The utility put out an all-source procurement to find 2,200MW of capacity to replace San Ofre’s in its energy mix and from a minimum expectation that about 50MW of that would come from battery storage, SCE actually made 235MW of awards. Alongside 135MW of behind-the-meter energy storage, AES Corporation’s front-of-meter Alamitos project won out.
The big caveat perhaps is that Alamitos’ battery storage will be flanked by two new natural gas plants. These are combined cycle gas turbine (CCGT) plants which provide baseload capacity. As such they are the more efficient and less emissions-intensive cousins of open cycle gas turbines which are commonly used as peaker plants. The CCGTs AES is building at the sites however have a lower emissions profile again and are also 70% less water-intensive than legacy CCGTs and frankly, at this stage, it’s a difficult truth that rapidly deploying energy capacity cost-effectively to meet the shortfall created by San Ofre’s demise would be extremely challenging without these plants.
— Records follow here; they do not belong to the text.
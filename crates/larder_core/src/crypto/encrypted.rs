//! AES-256-GCM cipher with a secret-derived key.

use crate::error::{CoreError, CoreResult};
use aes_gcm::{
    aead::{generic_array::GenericArray, Aead, KeyInit},
    Aes256Gcm, Nonce,
};
use rand::RngCore;
use zeroize::{Zeroize, ZeroizeOnDrop};

/// Size of the AES-256 key in bytes.
pub const KEY_SIZE: usize = 32;
/// Size of the GCM nonce (IV) in bytes.
pub const NONCE_SIZE: usize = 12;
/// Size of the GCM authentication tag in bytes.
pub const TAG_SIZE: usize = 16;

const KEY_CONTEXT: &[u8] = b"larder-credentials-v1";

/// Encryption key for AES-256-GCM.
///
/// The key is automatically zeroized when dropped.
#[derive(Clone, Zeroize, ZeroizeOnDrop)]
pub struct EncryptionKey {
    bytes: [u8; KEY_SIZE],
}

impl EncryptionKey {
    /// Creates a key from raw bytes.
    ///
    /// # Errors
    ///
    /// Returns an error if the bytes slice is not exactly 32 bytes.
    pub fn from_bytes(bytes: &[u8]) -> CoreResult<Self> {
        if bytes.len() != KEY_SIZE {
            return Err(CoreError::invalid_key_size(bytes.len(), KEY_SIZE));
        }

        let mut key_bytes = [0u8; KEY_SIZE];
        key_bytes.copy_from_slice(bytes);
        Ok(Self { bytes: key_bytes })
    }

    /// Returns the key as a byte slice.
    #[must_use]
    pub fn as_bytes(&self) -> &[u8; KEY_SIZE] {
        &self.bytes
    }

    /// Derives a key from an account secret using HKDF-SHA256.
    ///
    /// The derivation is deterministic: the same secret always yields the
    /// same key, so credentials written by one process can be read by the
    /// next one that knows the password.
    pub fn derive_from_secret(secret: &[u8]) -> CoreResult<Self> {
        use hkdf::Hkdf;
        use sha2::Sha256;

        let hk = Hkdf::<Sha256>::new(None, secret);

        let mut bytes = [0u8; KEY_SIZE];
        hk.expand(KEY_CONTEXT, &mut bytes)
            .map_err(|_| CoreError::key_derivation_failed("HKDF expand failed"))?;

        Ok(Self { bytes })
    }
}

impl std::fmt::Debug for EncryptionKey {
    fn fmt(&self, f: &mut std::fmt::Formatter<'_>) -> std::fmt::Result {
        f.debug_struct("EncryptionKey")
            .field("bytes", &"[REDACTED]")
            .finish()
    }
}

/// Ciphertext together with the IV it was sealed under.
#[derive(Debug, Clone, PartialEq, Eq)]
pub struct Sealed {
    /// Random per-encryption IV.
    pub iv: [u8; NONCE_SIZE],
    /// Ciphertext followed by the authentication tag.
    pub ciphertext: Vec<u8>,
}

/// Encrypts and decrypts with one key.
pub struct CryptoManager {
    cipher: Aes256Gcm,
}

impl CryptoManager {
    /// Creates a new crypto manager with the given key.
    #[must_use]
    pub fn new(key: &EncryptionKey) -> Self {
        let key_array = GenericArray::from_slice(key.as_bytes());
        let cipher = Aes256Gcm::new(key_array);
        Self { cipher }
    }

    /// Encrypts data under a fresh random IV.
    pub fn encrypt(&self, plaintext: &[u8]) -> CoreResult<Sealed> {
        let mut iv = [0u8; NONCE_SIZE];
        rand::thread_rng().fill_bytes(&mut iv);
        let nonce = Nonce::from_slice(&iv);

        let ciphertext = self
            .cipher
            .encrypt(nonce, plaintext)
            .map_err(|_| CoreError::encryption_failed("encryption error"))?;

        Ok(Sealed { iv, ciphertext })
    }

    /// Decrypts data sealed by [`encrypt`](Self::encrypt).
    ///
    /// # Errors
    ///
    /// Fails if the IV has the wrong length, the ciphertext is truncated, or
    /// authentication fails (wrong key or corrupted data).
    pub fn decrypt(&self, iv: &[u8], ciphertext: &[u8]) -> CoreResult<Vec<u8>> {
        if iv.len() != NONCE_SIZE {
            return Err(CoreError::decryption_failed(format!(
                "IV must be {NONCE_SIZE} bytes, got {}",
                iv.len()
            )));
        }
        if ciphertext.len() < TAG_SIZE {
            return Err(CoreError::decryption_failed("ciphertext too short"));
        }

        self.cipher
            .decrypt(Nonce::from_slice(iv), ciphertext)
            .map_err(|_| CoreError::decryption_failed("decryption error"))
    }
}

impl std::fmt::Debug for CryptoManager {
    fn fmt(&self, f: &mut std::fmt::Formatter<'_>) -> std::fmt::Result {
        f.debug_struct("CryptoManager")
            .field("cipher", &"Aes256Gcm")
            .finish()
    }
}

#[cfg(test)]
mod tests {
    use super::*;

    fn manager(secret: &str) -> CryptoManager {
        CryptoManager::new(&EncryptionKey::derive_from_secret(secret.as_bytes()).unwrap())
    }

    #[test]
    fn derivation_is_deterministic() {
        let key1 = EncryptionKey::derive_from_secret(b"hunter2").unwrap();
        let key2 = EncryptionKey::derive_from_secret(b"hunter2").unwrap();
        assert_eq!(key1.as_bytes(), key2.as_bytes());

        let key3 = EncryptionKey::derive_from_secret(b"hunter3").unwrap();
        assert_ne!(key1.as_bytes(), key3.as_bytes());
    }

    #[test]
    fn key_wrong_size() {
        assert!(EncryptionKey::from_bytes(&[0u8; 16]).is_err());
        assert!(EncryptionKey::from_bytes(&[0u8; 64]).is_err());
        assert!(EncryptionKey::from_bytes(&[7u8; KEY_SIZE]).is_ok());
    }

    #[test]
    fn key_debug_is_redacted() {
        let key = EncryptionKey::from_bytes(&[42u8; KEY_SIZE]).unwrap();
        let debug = format!("{key:?}");
        assert!(debug.contains("REDACTED"));
        assert!(!debug.contains("42"));
    }

    #[test]
    fn encrypt_decrypt_roundtrip() {
        let manager = manager("secret");
        let sealed = manager.encrypt(b"token material").unwrap();
        assert_eq!(
            manager.decrypt(&sealed.iv, &sealed.ciphertext).unwrap(),
            b"token material"
        );
    }

    #[test]
    fn fresh_iv_per_encryption() {
        let manager = manager("secret");
        let a = manager.encrypt(b"same").unwrap();
        let b = manager.encrypt(b"same").unwrap();
        assert_ne!(a.iv, b.iv);
        assert_ne!(a.ciphertext, b.ciphertext);
    }

    #[test]
    fn wrong_key_fails() {
        let sealed = manager("right").encrypt(b"secret").unwrap();
        assert!(manager("wrong")
            .decrypt(&sealed.iv, &sealed.ciphertext)
            .is_err());
    }

    #[test]
    fn corrupted_or_truncated_fails() {
        let manager = manager("secret");
        let mut sealed = manager.encrypt(b"data").unwrap();
        let last = sealed.ciphertext.len() - 1;
        sealed.ciphertext[last] ^= 0xFF;
        assert!(manager.decrypt(&sealed.iv, &sealed.ciphertext).is_err());

        assert!(manager.decrypt(&sealed.iv, &[0u8; 4]).is_err());
        assert!(manager.decrypt(&[0u8; 8], &sealed.ciphertext).is_err());
    }
}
Nonetheless, the arrival of Alamitos Battery Energy Storage System (BESS), reduces the need for gas peaker plants in the Greater Los Angeles area: as you probably already know, gas peaker plants may have been the cheapest option to deploy when most of them were built in the 1960s and 1970s, but are expensive to run and typically only go into action very infrequently.
Many peaker plants have a capacity factor of 15% or below. When they are called into action, they are also extremely polluting and due to their need to match peak demand are often in or close to heavily populated areas. Put simply, the BESS at Alamitos will charge at off-peak times and at times of high solar generation and then discharge for up to four hours to meet local energy demand on the grid at peak times.
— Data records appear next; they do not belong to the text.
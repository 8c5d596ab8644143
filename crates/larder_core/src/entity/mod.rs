//! Typed entities of the account graph.
//!
//! Every entity keeps a private set of locally modified fields. Setters
//! update the value and record the field; the mutation layer turns those
//! records into operations and clears them once the server accepts.

mod calendar;
mod dirty;
mod id;
mod item;
mod list;
mod recipe;
mod recipe_collection;

pub use calendar::{CalendarEvent, CalendarEventField, CalendarLabel};
pub use dirty::DirtyFields;
pub use id::EntityId;
pub use item::{Item, ItemDraft, ItemField, DEFAULT_CATEGORY_MATCH_ID};
pub use list::List;
pub use recipe::{Ingredient, Recipe, RecipeDraft, RecipeField};
pub use recipe_collection::{CollectionSettings, RecipeCollection};

/// Current time in fractional seconds since the Unix epoch.
pub(crate) fn now_timestamp() -> f64 {
    chrono::Utc::now().timestamp_millis() as f64 / 1000.0
}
Back in 2014, after several years of developing and building battery storage projects around the world of about 5MW to 10MW each, AES Corporation wanted to propose, alongside the two CCGT plants, a showcase of large-scale battery storage as “very capable and competitive technology against open cycle gas,” Mark Miller, AES’ market business leader for California, says.
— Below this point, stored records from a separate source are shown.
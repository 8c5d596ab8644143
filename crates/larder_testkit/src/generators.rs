//! Property-based test generators using proptest.

use larder_core::crypto::CredentialRecord;
use larder_protocol::wire::WireListItem;
use larder_protocol::FieldValue;
use proptest::prelude::*;

/// Strategy for token-like strings.
pub fn token_strategy() -> impl Strategy<Value = String> {
    prop::string::string_regex("[A-Za-z0-9._-]{1,96}").expect("Invalid regex")
}

/// Strategy for credential records, including partially filled ones.
pub fn credential_record_strategy() -> impl Strategy<Value = CredentialRecord> {
    (
        prop::option::of(prop::string::string_regex("[0-9a-f]{32}").expect("Invalid regex")),
        prop::option::of(token_strategy()),
        prop::option::of(token_strategy()),
    )
        .prop_map(|(client_id, access_token, refresh_token)| CredentialRecord {
            client_id,
            access_token,
            refresh_token,
        })
}

/// Strategy for non-empty secrets, unicode included.
pub fn secret_strategy() -> impl Strategy<Value = String> {
    "\\PC{1,64}"
}

/// Strategy for item field values.
pub fn field_value_strategy() -> impl Strategy<Value = FieldValue> {
    prop_oneof![
        "\\PC{0,32}".prop_map(FieldValue::Text),
        any::<bool>().prop_map(FieldValue::Flag),
        any::<i64>().prop_map(FieldValue::Integer),
    ]
}

/// Strategy for wire list items belonging to `list_id`.
pub fn wire_item_strategy(list_id: &'static str) -> impl Strategy<Value = WireListItem> {
    (
        prop::string::string_regex("[a-z0-9]{8,16}").expect("Invalid regex"),
        "[a-z ]{1,24}",
        prop::option::of("[0-9]{1,3}( lbs| oz)?"),
        any::<bool>(),
        0i64..1000,
    )
        .prop_map(move |(identifier, name, quantity, checked, manual_sort_index)| WireListItem {
            identifier,
            list_id: Some(list_id.to_string()),
            name,
            quantity,
            checked,
            manual_sort_index,
            ..Default::default()
        })
}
“When you look back on it, that’s almost seven years ago. It’s an extraordinary decision, not only by AES to table that and show the confidence in our technology, but even more so to think about what Southern California Edison did in awarding that 100MW, four-hour duration product as a direct competitor to natural gas. We showed that four-hour duration, on a cost basis, was directly competitive with natural gas, so hats off to SCE to actually take that bold step and give us a 20-year power purchase agreement (PPA). From that perspective, it was a very unique opportunity and kind of showed the merits of not only our confidence in technology, but also the ability to deliver.”
From a bold decision and a step-change in the understanding of what emissions-free battery technology can do, now that the system has gone into operation, this year will be pivotal in proving the value of batteries to the grid. The California Independent System Operator (CAISO), has said that it expects the amount of battery storage on its transmission network to leap from 250MW last year to about 2,000MW by August 2021 and the majority of that new capacity will be four hour batteries.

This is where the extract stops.